If a line in the records below contains the word "open", copy it.

Stored items:

****************************************

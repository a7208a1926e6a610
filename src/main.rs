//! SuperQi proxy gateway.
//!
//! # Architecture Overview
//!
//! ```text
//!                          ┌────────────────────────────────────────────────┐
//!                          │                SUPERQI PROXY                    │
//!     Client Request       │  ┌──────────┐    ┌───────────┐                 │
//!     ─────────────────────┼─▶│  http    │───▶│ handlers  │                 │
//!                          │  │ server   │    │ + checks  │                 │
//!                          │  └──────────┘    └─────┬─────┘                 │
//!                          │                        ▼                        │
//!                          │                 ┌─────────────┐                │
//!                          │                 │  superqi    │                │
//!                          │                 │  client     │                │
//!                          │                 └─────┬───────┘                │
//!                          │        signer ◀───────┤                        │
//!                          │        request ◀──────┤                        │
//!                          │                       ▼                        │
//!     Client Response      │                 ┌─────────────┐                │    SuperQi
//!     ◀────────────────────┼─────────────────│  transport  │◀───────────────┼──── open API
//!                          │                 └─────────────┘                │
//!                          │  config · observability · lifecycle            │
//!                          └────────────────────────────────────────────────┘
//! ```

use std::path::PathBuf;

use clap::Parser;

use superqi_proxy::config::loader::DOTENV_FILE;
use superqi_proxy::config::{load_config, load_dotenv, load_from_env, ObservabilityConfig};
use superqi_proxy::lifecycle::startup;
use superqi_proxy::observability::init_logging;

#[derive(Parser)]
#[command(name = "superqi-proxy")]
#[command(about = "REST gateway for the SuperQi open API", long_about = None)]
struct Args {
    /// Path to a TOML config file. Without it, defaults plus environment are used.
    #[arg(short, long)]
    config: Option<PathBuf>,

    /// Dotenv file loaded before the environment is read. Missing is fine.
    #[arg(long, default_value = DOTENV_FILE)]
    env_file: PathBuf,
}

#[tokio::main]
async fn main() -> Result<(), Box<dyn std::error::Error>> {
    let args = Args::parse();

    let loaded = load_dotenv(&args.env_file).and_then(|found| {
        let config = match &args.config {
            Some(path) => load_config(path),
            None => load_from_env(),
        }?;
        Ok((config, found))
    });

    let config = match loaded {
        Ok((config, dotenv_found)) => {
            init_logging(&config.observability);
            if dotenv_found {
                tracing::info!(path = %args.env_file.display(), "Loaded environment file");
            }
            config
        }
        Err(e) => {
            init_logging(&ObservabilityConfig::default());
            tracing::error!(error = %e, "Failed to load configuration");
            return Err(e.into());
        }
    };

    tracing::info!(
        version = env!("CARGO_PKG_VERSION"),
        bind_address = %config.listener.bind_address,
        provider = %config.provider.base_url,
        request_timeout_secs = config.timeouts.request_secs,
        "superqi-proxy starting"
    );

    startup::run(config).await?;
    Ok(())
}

****************************************

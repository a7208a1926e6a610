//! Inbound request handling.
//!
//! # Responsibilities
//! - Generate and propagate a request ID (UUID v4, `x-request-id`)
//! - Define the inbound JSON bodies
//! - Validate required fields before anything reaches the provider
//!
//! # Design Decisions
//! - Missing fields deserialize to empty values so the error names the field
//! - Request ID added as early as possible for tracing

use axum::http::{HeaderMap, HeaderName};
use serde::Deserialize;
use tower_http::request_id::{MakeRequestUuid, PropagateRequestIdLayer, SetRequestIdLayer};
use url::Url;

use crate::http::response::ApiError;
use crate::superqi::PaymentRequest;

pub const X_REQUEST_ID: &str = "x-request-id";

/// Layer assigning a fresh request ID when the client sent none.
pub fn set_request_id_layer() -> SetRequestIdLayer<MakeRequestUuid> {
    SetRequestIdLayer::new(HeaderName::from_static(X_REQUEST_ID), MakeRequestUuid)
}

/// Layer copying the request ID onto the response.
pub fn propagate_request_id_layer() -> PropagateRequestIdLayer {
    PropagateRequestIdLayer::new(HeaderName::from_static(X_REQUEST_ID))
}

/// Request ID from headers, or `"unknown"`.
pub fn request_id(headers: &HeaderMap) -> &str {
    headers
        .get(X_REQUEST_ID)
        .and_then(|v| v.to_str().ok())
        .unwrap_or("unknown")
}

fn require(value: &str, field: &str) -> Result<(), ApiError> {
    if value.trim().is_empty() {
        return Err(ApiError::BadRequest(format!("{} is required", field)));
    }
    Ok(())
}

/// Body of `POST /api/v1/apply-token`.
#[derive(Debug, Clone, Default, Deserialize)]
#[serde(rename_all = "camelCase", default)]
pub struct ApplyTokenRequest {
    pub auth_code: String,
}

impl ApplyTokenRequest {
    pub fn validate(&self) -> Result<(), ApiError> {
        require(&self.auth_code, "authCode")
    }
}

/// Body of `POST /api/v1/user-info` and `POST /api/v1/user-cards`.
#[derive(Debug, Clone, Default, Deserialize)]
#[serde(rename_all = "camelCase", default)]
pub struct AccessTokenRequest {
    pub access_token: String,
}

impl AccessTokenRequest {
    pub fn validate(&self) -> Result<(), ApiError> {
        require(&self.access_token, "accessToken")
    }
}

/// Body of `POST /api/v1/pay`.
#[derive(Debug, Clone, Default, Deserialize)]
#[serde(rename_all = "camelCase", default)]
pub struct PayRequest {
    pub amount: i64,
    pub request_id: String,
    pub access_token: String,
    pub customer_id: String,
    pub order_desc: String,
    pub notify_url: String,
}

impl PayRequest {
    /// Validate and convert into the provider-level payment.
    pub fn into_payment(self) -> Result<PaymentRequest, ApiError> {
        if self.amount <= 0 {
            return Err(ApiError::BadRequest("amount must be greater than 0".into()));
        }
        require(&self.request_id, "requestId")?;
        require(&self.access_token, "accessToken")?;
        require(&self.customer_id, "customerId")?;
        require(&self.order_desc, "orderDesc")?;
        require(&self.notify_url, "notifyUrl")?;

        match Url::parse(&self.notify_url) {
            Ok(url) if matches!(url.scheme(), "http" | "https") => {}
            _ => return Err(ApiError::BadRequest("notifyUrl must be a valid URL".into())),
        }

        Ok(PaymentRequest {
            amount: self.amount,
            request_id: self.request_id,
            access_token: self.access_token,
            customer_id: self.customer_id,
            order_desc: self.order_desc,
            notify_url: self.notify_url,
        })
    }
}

****************************************

Task result:
//!     ◀────────────────────┼─────────────────│  transport  │◀───────────────┼──── open API
#[command(about = "REST gateway for the SuperQi open API", long_about = None)]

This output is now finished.